* [YOUR OBJECTIVE]:
Please figure out how many lines in the material contain "display", and give only that number.

* [RECORD EXTRACTS]:
------

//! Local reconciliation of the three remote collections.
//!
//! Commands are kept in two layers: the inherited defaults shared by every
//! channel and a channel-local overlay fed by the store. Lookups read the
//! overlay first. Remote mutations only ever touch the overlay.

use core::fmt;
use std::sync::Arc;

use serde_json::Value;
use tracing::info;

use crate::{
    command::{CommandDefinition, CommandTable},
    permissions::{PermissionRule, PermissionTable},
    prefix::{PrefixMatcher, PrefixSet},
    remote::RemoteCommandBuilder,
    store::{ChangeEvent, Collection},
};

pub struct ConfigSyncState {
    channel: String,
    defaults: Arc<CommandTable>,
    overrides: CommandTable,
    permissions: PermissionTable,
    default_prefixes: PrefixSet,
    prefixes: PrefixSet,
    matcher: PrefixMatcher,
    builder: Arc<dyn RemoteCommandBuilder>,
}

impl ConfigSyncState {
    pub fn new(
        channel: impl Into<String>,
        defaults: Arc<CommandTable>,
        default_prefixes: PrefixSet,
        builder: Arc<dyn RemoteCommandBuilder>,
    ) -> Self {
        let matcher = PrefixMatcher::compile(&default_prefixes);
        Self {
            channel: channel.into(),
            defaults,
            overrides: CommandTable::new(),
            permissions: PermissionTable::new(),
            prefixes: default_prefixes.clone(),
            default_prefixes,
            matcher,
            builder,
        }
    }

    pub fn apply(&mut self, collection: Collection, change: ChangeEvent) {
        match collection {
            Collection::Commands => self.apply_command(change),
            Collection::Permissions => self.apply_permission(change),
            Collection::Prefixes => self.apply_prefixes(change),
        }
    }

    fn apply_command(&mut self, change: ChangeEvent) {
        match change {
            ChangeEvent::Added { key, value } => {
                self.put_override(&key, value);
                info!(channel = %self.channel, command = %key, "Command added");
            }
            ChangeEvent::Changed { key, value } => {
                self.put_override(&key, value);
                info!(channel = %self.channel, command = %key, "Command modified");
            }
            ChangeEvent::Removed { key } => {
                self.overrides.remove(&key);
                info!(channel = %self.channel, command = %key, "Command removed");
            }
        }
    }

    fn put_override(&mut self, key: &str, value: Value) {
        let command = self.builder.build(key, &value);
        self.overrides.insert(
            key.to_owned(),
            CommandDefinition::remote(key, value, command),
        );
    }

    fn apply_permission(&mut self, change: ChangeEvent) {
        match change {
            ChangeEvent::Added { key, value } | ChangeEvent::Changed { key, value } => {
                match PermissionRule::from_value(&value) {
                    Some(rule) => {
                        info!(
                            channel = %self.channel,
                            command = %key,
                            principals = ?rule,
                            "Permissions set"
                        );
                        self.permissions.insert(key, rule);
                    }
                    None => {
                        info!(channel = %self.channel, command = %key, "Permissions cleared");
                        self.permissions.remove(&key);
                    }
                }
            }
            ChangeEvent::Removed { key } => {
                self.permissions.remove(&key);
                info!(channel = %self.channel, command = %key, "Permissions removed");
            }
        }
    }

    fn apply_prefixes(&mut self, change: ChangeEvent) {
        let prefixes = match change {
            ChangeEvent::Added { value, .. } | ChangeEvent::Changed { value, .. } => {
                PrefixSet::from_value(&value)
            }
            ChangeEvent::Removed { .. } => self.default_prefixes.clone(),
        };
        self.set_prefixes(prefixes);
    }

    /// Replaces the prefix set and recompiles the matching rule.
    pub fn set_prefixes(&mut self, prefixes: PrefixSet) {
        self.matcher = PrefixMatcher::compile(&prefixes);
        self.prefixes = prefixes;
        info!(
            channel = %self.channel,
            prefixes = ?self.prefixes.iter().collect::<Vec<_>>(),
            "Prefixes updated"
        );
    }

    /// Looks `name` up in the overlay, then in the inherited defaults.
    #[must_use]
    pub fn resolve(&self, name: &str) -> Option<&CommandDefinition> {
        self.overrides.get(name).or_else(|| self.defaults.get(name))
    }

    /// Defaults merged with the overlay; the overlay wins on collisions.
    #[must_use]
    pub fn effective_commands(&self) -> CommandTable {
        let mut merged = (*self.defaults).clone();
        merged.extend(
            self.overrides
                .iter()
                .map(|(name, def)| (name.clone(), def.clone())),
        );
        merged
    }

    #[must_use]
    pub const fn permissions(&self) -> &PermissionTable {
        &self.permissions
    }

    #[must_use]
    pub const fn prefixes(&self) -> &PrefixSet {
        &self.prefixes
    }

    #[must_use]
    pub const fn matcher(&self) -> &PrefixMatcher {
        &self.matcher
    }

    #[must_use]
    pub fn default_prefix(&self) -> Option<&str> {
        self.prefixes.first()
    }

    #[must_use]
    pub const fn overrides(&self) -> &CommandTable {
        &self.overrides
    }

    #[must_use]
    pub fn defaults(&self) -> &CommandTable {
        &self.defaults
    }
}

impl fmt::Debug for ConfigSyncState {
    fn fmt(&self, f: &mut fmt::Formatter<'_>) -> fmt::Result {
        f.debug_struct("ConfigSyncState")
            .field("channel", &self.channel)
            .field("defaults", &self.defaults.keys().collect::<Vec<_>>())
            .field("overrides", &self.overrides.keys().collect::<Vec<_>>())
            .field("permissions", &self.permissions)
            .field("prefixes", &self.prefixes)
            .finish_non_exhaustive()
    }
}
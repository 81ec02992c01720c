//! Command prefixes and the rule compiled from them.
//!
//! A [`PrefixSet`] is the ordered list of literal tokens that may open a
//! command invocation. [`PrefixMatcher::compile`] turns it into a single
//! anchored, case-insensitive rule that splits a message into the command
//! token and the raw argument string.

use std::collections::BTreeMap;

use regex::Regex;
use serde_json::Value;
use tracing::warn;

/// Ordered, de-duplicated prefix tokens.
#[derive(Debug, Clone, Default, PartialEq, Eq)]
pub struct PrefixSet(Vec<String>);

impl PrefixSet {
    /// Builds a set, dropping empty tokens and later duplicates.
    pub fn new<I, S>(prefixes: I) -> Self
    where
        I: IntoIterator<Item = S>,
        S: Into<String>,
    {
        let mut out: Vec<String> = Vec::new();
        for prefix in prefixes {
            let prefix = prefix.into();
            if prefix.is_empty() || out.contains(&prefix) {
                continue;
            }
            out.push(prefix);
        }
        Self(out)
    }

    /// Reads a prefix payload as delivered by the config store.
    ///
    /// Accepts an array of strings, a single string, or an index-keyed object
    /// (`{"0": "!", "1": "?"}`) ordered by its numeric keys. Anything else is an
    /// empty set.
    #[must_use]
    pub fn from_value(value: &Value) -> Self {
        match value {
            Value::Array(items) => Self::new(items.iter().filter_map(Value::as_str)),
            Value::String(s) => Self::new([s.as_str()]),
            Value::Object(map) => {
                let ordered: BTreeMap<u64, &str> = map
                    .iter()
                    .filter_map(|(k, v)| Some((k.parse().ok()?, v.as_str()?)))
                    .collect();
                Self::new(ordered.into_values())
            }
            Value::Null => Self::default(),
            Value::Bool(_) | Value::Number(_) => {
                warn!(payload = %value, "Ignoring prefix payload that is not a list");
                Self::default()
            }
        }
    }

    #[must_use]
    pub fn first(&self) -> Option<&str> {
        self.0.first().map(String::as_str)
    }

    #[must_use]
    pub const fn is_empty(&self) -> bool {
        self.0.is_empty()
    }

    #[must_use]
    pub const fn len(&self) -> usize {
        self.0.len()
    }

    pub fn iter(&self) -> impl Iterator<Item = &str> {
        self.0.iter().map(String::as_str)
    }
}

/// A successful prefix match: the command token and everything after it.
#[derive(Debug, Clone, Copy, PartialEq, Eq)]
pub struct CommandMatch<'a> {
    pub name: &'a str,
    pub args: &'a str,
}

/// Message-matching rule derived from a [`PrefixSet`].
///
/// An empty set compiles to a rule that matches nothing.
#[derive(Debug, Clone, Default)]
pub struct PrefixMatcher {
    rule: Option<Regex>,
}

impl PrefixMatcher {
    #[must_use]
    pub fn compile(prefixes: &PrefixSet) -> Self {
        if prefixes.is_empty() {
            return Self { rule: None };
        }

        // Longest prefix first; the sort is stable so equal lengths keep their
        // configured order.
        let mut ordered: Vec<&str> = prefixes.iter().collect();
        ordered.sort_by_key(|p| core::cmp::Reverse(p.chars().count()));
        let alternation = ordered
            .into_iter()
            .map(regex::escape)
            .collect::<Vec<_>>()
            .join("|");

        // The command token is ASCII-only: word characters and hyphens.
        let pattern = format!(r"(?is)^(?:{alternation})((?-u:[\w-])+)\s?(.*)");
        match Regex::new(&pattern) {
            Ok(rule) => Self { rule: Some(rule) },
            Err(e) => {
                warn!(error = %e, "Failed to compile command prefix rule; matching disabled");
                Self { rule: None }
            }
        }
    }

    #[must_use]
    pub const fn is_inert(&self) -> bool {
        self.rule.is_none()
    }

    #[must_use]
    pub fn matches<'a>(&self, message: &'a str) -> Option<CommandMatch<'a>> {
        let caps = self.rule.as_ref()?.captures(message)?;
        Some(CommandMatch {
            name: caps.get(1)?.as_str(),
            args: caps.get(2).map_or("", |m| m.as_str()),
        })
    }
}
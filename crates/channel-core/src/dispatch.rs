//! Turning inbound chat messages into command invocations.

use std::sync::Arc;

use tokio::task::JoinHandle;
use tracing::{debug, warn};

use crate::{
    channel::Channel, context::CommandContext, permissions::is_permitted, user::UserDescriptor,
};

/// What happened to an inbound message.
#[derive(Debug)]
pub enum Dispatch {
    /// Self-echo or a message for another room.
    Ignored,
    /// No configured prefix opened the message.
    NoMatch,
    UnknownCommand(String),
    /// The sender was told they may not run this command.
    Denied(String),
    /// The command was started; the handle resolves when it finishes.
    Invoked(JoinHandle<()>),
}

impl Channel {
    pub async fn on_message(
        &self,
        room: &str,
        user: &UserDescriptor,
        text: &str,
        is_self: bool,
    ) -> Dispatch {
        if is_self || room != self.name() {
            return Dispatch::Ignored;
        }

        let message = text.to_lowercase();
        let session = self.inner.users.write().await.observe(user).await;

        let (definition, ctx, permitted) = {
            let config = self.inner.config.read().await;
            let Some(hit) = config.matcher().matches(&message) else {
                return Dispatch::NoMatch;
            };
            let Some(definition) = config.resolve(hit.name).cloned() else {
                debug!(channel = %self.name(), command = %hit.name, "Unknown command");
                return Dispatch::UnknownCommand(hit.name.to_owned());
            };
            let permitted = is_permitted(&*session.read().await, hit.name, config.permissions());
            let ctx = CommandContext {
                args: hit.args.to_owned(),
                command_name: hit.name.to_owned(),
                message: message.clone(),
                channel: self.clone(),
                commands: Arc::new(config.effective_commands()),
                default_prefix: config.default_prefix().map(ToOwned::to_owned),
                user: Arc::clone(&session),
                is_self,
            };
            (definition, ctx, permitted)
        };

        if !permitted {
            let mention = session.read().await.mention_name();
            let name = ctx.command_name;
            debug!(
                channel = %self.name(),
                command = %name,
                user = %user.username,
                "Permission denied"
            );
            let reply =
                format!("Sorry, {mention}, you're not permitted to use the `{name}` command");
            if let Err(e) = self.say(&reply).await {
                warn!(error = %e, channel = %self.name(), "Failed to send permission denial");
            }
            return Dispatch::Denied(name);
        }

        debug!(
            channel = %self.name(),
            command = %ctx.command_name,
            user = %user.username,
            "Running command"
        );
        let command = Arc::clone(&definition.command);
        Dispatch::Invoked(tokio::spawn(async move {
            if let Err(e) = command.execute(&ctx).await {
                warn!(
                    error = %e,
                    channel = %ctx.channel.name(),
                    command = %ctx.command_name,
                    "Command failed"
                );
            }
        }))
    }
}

------

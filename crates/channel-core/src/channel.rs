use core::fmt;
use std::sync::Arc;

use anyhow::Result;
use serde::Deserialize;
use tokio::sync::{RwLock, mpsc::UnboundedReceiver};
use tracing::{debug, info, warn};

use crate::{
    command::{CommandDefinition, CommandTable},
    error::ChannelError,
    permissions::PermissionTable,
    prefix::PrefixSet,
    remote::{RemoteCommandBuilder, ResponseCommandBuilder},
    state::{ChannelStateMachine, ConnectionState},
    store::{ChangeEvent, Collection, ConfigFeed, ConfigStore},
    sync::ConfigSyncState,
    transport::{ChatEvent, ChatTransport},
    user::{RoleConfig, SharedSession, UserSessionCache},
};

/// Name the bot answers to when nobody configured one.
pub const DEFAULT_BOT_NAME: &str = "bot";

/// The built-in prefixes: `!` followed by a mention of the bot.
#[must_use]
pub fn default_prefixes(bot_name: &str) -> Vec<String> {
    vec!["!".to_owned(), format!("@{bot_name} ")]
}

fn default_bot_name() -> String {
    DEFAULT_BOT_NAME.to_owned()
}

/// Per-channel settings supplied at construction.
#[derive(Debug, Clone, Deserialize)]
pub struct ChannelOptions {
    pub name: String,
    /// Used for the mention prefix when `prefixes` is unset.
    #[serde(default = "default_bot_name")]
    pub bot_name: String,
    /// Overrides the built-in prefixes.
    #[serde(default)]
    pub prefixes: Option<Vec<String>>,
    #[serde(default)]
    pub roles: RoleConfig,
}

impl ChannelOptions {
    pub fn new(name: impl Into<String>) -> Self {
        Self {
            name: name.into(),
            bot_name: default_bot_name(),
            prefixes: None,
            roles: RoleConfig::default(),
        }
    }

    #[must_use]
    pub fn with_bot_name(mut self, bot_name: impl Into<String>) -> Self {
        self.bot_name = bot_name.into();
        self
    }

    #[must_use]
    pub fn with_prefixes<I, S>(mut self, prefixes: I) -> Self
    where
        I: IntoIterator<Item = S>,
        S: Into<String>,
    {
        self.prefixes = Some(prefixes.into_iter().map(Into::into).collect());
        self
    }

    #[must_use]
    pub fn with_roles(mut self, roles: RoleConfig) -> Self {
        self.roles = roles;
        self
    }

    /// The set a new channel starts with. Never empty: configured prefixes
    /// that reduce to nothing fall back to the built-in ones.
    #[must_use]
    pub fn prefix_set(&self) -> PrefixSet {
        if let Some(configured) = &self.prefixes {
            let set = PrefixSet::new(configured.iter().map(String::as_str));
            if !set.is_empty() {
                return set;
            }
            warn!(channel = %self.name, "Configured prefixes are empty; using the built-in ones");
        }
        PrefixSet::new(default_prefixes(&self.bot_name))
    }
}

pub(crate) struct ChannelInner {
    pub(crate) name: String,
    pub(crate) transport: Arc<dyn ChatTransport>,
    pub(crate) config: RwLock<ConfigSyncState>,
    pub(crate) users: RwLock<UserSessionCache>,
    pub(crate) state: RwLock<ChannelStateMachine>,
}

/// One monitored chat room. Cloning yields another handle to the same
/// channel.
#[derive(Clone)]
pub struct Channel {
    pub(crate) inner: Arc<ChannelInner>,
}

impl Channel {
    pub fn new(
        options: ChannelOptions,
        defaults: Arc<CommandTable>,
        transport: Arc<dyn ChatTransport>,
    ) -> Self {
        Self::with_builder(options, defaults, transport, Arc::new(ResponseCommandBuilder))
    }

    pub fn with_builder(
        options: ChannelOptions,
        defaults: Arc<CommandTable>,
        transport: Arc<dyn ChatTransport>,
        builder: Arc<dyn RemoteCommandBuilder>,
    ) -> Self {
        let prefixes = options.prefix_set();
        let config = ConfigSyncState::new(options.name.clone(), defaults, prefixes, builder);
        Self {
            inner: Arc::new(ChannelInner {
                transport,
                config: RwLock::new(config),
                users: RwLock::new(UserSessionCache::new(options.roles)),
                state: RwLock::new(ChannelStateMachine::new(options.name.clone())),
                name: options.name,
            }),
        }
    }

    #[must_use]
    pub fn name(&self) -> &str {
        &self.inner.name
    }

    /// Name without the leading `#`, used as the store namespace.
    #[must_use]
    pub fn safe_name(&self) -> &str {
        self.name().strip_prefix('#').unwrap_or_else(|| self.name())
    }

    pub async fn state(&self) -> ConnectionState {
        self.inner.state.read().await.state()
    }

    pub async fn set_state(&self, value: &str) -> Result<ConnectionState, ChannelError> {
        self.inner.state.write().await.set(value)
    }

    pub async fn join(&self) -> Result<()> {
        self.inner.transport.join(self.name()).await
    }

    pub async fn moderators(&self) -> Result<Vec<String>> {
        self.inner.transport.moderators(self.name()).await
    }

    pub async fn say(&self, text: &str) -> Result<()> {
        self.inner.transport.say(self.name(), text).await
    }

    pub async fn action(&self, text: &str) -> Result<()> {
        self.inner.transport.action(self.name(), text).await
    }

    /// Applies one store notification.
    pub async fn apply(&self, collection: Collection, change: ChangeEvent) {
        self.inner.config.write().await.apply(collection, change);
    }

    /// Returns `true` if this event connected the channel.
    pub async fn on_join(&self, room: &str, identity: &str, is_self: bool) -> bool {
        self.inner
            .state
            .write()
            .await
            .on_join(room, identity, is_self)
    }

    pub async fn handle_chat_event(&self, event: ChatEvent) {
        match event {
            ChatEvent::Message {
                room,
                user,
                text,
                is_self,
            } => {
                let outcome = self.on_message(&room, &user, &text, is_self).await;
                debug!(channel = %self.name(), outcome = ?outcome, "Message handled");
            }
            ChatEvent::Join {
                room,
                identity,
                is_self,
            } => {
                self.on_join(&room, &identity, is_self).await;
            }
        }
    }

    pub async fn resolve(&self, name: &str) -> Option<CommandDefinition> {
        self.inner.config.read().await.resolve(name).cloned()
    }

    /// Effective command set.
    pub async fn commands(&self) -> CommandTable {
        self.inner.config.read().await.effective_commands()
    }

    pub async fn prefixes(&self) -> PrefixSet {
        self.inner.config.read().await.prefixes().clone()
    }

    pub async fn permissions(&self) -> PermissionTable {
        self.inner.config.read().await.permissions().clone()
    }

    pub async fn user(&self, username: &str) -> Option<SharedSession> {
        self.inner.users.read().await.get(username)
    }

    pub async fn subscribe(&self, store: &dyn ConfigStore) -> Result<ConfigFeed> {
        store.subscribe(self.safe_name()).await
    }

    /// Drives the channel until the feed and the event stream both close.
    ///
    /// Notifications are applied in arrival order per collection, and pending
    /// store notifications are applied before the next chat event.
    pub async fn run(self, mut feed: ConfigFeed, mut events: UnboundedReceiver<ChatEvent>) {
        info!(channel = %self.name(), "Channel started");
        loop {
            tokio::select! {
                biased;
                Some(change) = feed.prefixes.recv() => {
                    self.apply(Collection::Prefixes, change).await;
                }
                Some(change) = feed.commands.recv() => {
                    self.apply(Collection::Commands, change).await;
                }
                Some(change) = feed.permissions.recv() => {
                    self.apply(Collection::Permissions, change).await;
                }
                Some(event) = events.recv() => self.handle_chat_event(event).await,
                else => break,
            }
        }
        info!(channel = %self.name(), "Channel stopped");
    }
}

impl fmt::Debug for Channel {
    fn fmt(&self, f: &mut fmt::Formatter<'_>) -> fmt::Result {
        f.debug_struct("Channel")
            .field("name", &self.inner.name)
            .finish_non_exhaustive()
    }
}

------

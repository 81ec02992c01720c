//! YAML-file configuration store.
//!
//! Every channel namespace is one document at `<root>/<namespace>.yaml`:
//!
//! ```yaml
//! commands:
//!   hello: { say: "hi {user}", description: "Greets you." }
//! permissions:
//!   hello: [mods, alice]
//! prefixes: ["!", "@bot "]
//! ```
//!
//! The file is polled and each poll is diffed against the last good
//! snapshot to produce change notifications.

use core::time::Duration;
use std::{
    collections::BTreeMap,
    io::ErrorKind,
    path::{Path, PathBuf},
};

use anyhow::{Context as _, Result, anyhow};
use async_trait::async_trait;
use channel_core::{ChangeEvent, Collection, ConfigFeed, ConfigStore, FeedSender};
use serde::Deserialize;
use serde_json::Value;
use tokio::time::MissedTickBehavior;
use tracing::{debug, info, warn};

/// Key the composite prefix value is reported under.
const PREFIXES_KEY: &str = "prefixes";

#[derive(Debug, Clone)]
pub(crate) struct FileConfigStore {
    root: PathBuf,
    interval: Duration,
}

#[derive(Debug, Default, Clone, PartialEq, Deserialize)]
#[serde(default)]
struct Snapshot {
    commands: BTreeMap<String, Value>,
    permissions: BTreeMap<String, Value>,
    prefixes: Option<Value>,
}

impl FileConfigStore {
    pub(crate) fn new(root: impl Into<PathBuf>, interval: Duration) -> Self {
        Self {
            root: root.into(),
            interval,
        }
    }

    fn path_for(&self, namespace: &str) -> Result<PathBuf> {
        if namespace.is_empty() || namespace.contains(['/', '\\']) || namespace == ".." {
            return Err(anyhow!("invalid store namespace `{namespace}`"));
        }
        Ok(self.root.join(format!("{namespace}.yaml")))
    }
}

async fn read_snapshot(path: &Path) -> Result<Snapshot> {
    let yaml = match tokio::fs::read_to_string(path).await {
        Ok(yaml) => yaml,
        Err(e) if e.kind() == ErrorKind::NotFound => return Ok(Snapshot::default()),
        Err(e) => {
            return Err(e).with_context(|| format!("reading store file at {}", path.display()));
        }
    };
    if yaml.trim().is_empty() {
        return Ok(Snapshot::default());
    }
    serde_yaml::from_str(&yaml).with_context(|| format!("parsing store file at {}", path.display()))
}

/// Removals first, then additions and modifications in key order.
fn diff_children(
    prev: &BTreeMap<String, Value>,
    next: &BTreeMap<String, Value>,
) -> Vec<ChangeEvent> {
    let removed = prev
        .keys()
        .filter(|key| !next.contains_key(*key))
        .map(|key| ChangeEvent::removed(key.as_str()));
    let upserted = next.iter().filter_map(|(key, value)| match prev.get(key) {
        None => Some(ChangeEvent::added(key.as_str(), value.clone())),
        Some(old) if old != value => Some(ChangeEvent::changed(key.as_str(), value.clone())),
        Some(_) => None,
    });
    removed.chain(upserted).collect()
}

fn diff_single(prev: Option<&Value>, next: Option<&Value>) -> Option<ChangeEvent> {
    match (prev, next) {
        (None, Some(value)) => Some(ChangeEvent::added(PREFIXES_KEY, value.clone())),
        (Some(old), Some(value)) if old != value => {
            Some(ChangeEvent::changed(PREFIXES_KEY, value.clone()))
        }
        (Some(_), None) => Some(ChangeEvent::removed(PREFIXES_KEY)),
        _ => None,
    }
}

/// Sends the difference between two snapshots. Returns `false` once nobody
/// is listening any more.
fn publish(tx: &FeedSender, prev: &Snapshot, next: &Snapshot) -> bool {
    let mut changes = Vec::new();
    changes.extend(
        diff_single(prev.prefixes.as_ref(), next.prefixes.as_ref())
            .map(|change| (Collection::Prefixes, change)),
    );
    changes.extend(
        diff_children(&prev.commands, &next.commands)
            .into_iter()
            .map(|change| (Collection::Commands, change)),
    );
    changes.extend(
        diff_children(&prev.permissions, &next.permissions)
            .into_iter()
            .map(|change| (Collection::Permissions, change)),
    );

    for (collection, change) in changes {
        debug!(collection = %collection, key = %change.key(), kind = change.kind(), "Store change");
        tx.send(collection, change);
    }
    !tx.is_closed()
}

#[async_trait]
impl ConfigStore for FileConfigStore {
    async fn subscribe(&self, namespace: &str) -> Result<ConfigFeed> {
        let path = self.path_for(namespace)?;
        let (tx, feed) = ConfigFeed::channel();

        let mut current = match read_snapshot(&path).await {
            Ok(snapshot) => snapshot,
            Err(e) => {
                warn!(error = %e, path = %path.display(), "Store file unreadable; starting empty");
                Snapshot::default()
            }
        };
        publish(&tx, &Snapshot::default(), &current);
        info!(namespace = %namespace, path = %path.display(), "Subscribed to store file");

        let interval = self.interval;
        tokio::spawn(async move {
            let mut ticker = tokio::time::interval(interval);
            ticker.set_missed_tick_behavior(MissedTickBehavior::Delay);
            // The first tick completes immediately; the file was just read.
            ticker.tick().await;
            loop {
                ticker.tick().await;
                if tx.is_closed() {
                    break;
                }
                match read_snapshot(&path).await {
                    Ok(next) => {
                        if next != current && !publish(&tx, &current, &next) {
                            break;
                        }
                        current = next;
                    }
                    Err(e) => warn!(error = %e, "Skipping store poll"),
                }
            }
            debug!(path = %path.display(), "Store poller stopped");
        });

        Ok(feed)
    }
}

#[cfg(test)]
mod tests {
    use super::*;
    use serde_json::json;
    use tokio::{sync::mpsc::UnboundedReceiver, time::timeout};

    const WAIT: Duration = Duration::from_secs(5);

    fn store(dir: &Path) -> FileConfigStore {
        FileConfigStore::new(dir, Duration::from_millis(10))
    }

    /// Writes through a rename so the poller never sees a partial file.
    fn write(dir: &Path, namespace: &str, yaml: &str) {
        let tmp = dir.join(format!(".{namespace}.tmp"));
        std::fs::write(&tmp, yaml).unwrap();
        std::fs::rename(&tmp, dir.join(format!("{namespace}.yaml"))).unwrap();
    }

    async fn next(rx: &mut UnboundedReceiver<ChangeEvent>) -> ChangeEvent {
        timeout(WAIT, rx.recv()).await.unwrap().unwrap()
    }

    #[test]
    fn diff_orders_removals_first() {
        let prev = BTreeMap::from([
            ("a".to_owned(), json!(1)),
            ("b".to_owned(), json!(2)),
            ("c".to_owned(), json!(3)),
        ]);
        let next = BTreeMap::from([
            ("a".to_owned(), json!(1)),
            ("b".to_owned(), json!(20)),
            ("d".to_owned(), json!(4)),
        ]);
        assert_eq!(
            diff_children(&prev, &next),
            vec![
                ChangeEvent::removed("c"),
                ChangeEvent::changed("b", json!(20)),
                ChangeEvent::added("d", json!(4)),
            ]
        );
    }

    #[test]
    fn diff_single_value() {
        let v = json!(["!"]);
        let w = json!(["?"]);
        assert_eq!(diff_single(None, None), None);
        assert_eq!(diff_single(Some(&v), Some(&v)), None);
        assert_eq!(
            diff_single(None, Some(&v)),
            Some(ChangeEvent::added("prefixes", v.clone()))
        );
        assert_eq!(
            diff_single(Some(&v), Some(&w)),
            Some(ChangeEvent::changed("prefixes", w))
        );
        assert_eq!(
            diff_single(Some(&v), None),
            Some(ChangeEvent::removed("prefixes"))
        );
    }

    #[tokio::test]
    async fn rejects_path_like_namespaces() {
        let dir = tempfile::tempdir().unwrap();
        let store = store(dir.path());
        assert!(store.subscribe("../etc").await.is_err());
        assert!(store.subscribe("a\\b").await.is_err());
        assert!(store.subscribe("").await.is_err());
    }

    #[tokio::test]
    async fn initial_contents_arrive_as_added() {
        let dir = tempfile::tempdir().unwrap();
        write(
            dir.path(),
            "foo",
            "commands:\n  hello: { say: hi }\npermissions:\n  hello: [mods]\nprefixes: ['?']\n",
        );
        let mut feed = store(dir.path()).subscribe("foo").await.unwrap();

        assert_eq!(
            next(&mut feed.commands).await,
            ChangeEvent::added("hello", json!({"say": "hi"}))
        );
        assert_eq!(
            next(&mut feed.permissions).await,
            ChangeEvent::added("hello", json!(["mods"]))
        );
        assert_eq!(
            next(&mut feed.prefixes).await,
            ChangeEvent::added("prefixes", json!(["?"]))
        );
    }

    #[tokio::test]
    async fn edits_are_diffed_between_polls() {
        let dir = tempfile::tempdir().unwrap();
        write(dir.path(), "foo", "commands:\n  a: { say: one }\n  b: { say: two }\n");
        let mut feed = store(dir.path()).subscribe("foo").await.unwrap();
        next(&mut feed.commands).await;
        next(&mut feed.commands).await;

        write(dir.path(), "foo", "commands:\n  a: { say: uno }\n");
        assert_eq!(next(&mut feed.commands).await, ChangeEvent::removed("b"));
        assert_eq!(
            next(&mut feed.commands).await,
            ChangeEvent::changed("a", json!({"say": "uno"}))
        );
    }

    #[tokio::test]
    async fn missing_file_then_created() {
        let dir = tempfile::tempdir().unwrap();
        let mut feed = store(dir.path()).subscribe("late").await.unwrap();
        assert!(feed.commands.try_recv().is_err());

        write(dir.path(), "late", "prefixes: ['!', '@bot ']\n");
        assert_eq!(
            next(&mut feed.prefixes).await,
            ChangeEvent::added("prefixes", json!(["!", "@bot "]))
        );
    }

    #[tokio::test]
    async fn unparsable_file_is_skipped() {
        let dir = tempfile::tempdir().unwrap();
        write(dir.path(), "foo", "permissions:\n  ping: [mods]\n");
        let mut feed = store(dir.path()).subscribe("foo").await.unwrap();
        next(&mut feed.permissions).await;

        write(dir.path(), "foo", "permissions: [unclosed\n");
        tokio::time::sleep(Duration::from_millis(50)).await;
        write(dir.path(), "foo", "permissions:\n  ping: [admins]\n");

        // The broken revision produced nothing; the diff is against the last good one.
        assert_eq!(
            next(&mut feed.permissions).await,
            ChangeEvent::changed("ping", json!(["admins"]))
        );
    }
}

------

* [EXERCISE RESULT]:
5